By Tony DePrato | Follow me on Twitter @tdeprato
School administrators are often faced with complex decisions about curriculum, assessment, and the oversight of both. There is a myopic condition that can occur as conversations lead people into a spiral of good intentions full of false understanding. This condition is the belief that learning is a one-to-one relationship, and that content is related to a course or single field of study. The truth is learning, real learning, is a one-to-many relationship where content can connect to an unpredictable number of areas if it is allowed to develop organically and time as a constant is removed.
Understanding One-to-Many Relationships
A one-to-many relationship is often used in database development. It is normally defined as a situation where an element of A may be linked to many elements of B, but a member of B is linked to only one element of A. For instance, think of A as mothers, and B as children. A mother can have several children, but a child can have only one mother.
In terms of education and learning, a one-to-many relationship is created when something learned in one context becomes relevant in another context. For example, a student in a math course learns about sample size. Then when they are working on a psychology research paper they apply that concept to their survey initiatives. I used math and psychology as examples because I have often spoken with students who enjoy psychology, but claim they are not skilled in math. Flipping the relationship, if students studied sample size mathematics in psychology I wonder if they would feel the same about their computational abilities?
Unlike the database model, there is no real restriction on the relationships between knowledge. An idea (a child) can form new paths and ideas and become a parent.
Supporting the Unpredictable
As administrators debate, decide, and set policy they should consider that the best outcomes are often unpredictable. The history of invention has taught the human race this lesson, yet we seem to constantly try to create outcomes instead of observing what is happening without constant intervention.
The only true way for students to experience one-to-many relationships is to set guidelines for teachers that stress a continuum of learning around a single topic. Most topics have many layers, and as students spiral through the topic they can experience connections to other topics.
The concept of mastery becomes a single question: Have I gone as far as I can go?
Each time a student re-enters the topic they move closer and closer to the answer to that question. They may never reach the end, but they will reach a satisfactory point where they can justify saying, “For now, I am finished.”
Supporting this type of learning is difficult. It requires the administration to discourage small unit based learning and timed slices of activities. School leadership also has to set policies and procedures that allow students to constantly revise and revisit previous projects and topics for additional credit and potential accolades.

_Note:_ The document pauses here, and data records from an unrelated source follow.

use crossterm::event::Event;
use ratatui::Frame;
use ratatui::layout::Rect;
use ratatui::style::{Modifier, Style};
use ratatui::text::{Line, Span};

use crate::components::{Component, LoadState, Outcome, RowList, render_load_state};
use crate::content::{Detail, Education, Experience};
use crate::theme;

pub type CareerData = (Vec<Education>, Vec<Experience>);

/// Education and experience timeline. Every entry row opens a detail
/// window with the full record.
#[derive(Debug, Default)]
pub struct CareerPanel {
    state: LoadState<CareerData>,
    list: RowList,
}

impl CareerPanel {
    pub fn set_state(&mut self, state: LoadState<CareerData>) {
        if let LoadState::Ready((education, experience)) = &state {
            self.list.set_rows(build_rows(education, experience));
        }
        self.state = state;
    }

    pub fn state(&self) -> &LoadState<CareerData> {
        &self.state
    }
}

impl Component for CareerPanel {
    fn render(&mut self, frame: &mut Frame, area: Rect, _focused: bool) {
        if render_load_state(&self.state, frame, area).is_some() {
            self.list.render(frame, area);
        }
    }

    fn handle_event(&mut self, event: &Event, area: Rect) -> Outcome {
        self.list.handle_event(event, area)
    }
}

fn period(start: &str, end: Option<&str>) -> String {
    match end {
        Some(end) => format!("{start}–{end}"),
        None => format!("{start}–"),
    }
}

fn build_rows(
    education: &[Education],
    experience: &[Experience],
) -> Vec<(Line<'static>, Option<Detail>)> {
    let mut rows = Vec::new();

    rows.push((
        Line::from(Span::styled(
            "FORMATION",
            Style::default().fg(theme::heading()),
        )),
        None,
    ));
    for entry in education {
        let detail = Some(Detail::Education(entry.clone()));
        rows.push((
            Line::from(vec![
                Span::styled(
                    entry.degree.clone(),
                    Style::default().add_modifier(Modifier::BOLD),
                ),
                Span::styled(
                    format!("  {}", period(&entry.start, entry.end.as_deref())),
                    Style::default().fg(theme::muted()),
                ),
            ]),
            detail.clone(),
        ));
        rows.push((
            Line::from(Span::styled(
                format!("  {}", entry.institution),
                Style::default().fg(theme::muted()),
            )),
            detail,
        ));
    }

    rows.push((Line::raw(""), None));
    rows.push((
        Line::from(Span::styled(
            "EXPÉRIENCE",
            Style::default().fg(theme::heading()),
        )),
        None,
    ));
    for entry in experience {
        let detail = Some(Detail::Experience(entry.clone()));
        rows.push((
            Line::from(vec![
                Span::styled(
                    entry.role.clone(),
                    Style::default().add_modifier(Modifier::BOLD),
                ),
                Span::styled(
                    format!("  {}", period(&entry.start, entry.end.as_deref())),
                    Style::default().fg(theme::muted()),
                ),
            ]),
            detail.clone(),
        ));
        rows.push((
            Line::from(Span::styled(
                format!("  {}", entry.company),
                Style::default().fg(theme::muted()),
            )),
            detail,
        ));
    }

    rows
}

#[cfg(test)]
mod tests {
    use super::*;

    #[test]
    fn every_entry_row_carries_its_detail() {
        let education = crate::content::demo::education();
        let experience = crate::content::demo::experience();
        let rows = build_rows(&education, &experience);

        let detail_rows = rows.iter().filter(|(_, d)| d.is_some()).count();
        // two rows per entry
        assert_eq!(detail_rows, (education.len() + experience.len()) * 2);
    }
}
use crate::error::WriterInitError;
use std::fmt;
use std::fs::OpenOptions;
use std::io::{self, Write};
use std::path::PathBuf;
use std::sync::{Arc, Mutex, MutexGuard};
use tracing_subscriber::fmt::MakeWriter;

/// The one destination every facility writes to.
///
/// Cloning yields another handle to the same destination. Each call to
/// [`SynchronizedWriter::write_record`] holds the lock for the whole record,
/// so concurrent producers never interleave partial lines; records appear
/// in lock admission order.
#[derive(Clone)]
pub struct SynchronizedWriter {
    inner: Arc<Mutex<Box<dyn Write + Send>>>,
    destination: Arc<str>,
}

impl SynchronizedWriter {
    /// Wrap an arbitrary writer.
    pub fn new(writer: impl Write + Send + 'static) -> Self {
        Self::with_destination(Box::new(writer), "custom")
    }

    fn with_destination(writer: Box<dyn Write + Send>, destination: &str) -> Self {
        Self {
            inner: Arc::new(Mutex::new(writer)),
            destination: Arc::from(destination),
        }
    }

    /// Open `stderr`, `stdout` or a file path (created if missing, appended to).
    pub fn open(destination: &str) -> Result<Self, WriterInitError> {
        match destination {
            "stderr" => Ok(Self::with_destination(Box::new(io::stderr()), destination)),
            "stdout" => Ok(Self::with_destination(Box::new(io::stdout()), destination)),
            path => {
                let file = OpenOptions::new()
                    .create(true)
                    .append(true)
                    .open(path)
                    .map_err(|source| WriterInitError {
                        path: PathBuf::from(path),
                        source,
                    })?;
                Ok(Self::with_destination(Box::new(file), destination))
            }
        }
    }

    pub fn destination(&self) -> &str {
        &self.destination
    }

    /// Append one complete record.
    pub fn write_record(&self, bytes: &[u8]) -> io::Result<()> {
        let mut writer = self.lock();
        writer.write_all(bytes)?;
        writer.flush()
    }

    /// Flush whatever the destination buffers.
    pub fn sync(&self) -> io::Result<()> {
        self.lock().flush()
    }

    // The boxed writer carries no invariant a panicking producer could break,
    // so a poisoned lock is simply taken over.
    fn lock(&self) -> MutexGuard<'_, Box<dyn Write + Send>> {
        self.inner.lock().unwrap_or_else(|poisoned| poisoned.into_inner())
    }
}

impl fmt::Debug for SynchronizedWriter {
    fn fmt(&self, f: &mut fmt::Formatter<'_>) -> fmt::Result {
        f.debug_struct("SynchronizedWriter")
            .field("destination", &self.destination)
            .finish()
    }
}

/// Every `write` call is admitted as one record.
impl Write for SynchronizedWriter {
    fn write(&mut self, buf: &[u8]) -> io::Result<usize> {
        self.write_record(buf)?;
        Ok(buf.len())
    }

    fn flush(&mut self) -> io::Result<()> {
        self.sync()
    }
}

impl<'a> MakeWriter<'a> for SynchronizedWriter {
    type Writer = SynchronizedWriter;

    fn make_writer(&'a self) -> Self::Writer {
        self.clone()
    }
}
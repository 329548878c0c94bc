//! Environment variable names read by the bootstrap layer.
//!
//! The core types never read the environment themselves; only the
//! `from_env` constructors and the process entry go through here.

/// Minimum severity of the application logger: `DEBUG`, `INFO`, `WARN` or `ERROR`.
pub const LOG_LEVEL_ENV: &str = "LOG_LEVEL";

/// Encoding of every record: `console` or `structured`.
pub const LOG_FORMAT_ENV: &str = "LOG_FORMAT";

/// Destination of the shared writer: `stderr`, `stdout` or a file path.
pub const LOG_DESTINATION_ENV: &str = "LOG_DESTINATION";

/// Verbosity of the legacy `log` facility, a non-negative integer.
pub const LEGACY_LOG_VERBOSITY_ENV: &str = "LEGACY_LOG_VERBOSITY";

/// Address the profiling endpoint binds to. Empty disables it.
pub const PPROF_BIND_ADDRESS_ENV: &str = "PPROF_BIND_ADDRESS";

/// Address the metrics endpoint binds to. `0` disables it.
pub const METRICS_BIND_ADDRESS_ENV: &str = "METRICS_BIND_ADDRESS";

pub const DEFAULT_LOG_LEVEL: &str = "INFO";
pub const DEFAULT_LOG_FORMAT: &str = "console";
pub const DEFAULT_LOG_DESTINATION: &str = "stderr";
pub const DEFAULT_LEGACY_LOG_VERBOSITY: &str = "0";
pub const DEFAULT_METRICS_BIND_ADDRESS: &str = "0";

/// Read an environment variable or fall back to a provided default.
///
/// An empty value counts as unset.
pub fn env_or(key: &str, default: &str) -> String {
    match std::env::var(key) {
        Ok(v) if !v.is_empty() => v,
        _ => default.to_string(),
    }
}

From the top level down to the classroom, many aspects of daily life must change to accommodate the organic nature of a continuum of learning. One barrier many students face is an appointed single subject resource. Textbooks, websites, and other pre-selected and filtered materials box students into silo of information. Inside of a silo, they may not see connections to other ideas, and students may dislike the format(s). Department leaders need to be required, not requested, to diversify the options to allow students some choice in the formal materials required to meet the curriculum requirements.
One might think the internet allows for unlimited access to learning. Unfortunately unstructured materials are just as bad as a limited materials. Teachers are subject experts, and they need to help students make smart choices. Having diversity in resources, does not omit the need for standards.
As a computer science teacher I would often have three to four textbooks students could use. I did not set units of work with books, I set projects that I knew could be supported with all the books. Each book was structured differently and had an appeal to different students. Never forget, the medium is the message.
Large scale change to improve learning does not require administrators to sit in a room and write dozens of standards. Developing core concepts that people can understand and support creates a mission everyone can support. And ‘people’, must include students.
When you push students towards an endless formative outcome, the stress and pressure are as real as preparing for an all encompassing summative assessment. The only difference is the student(s) will work until they find the end, and not stop because someone has told them the end is now.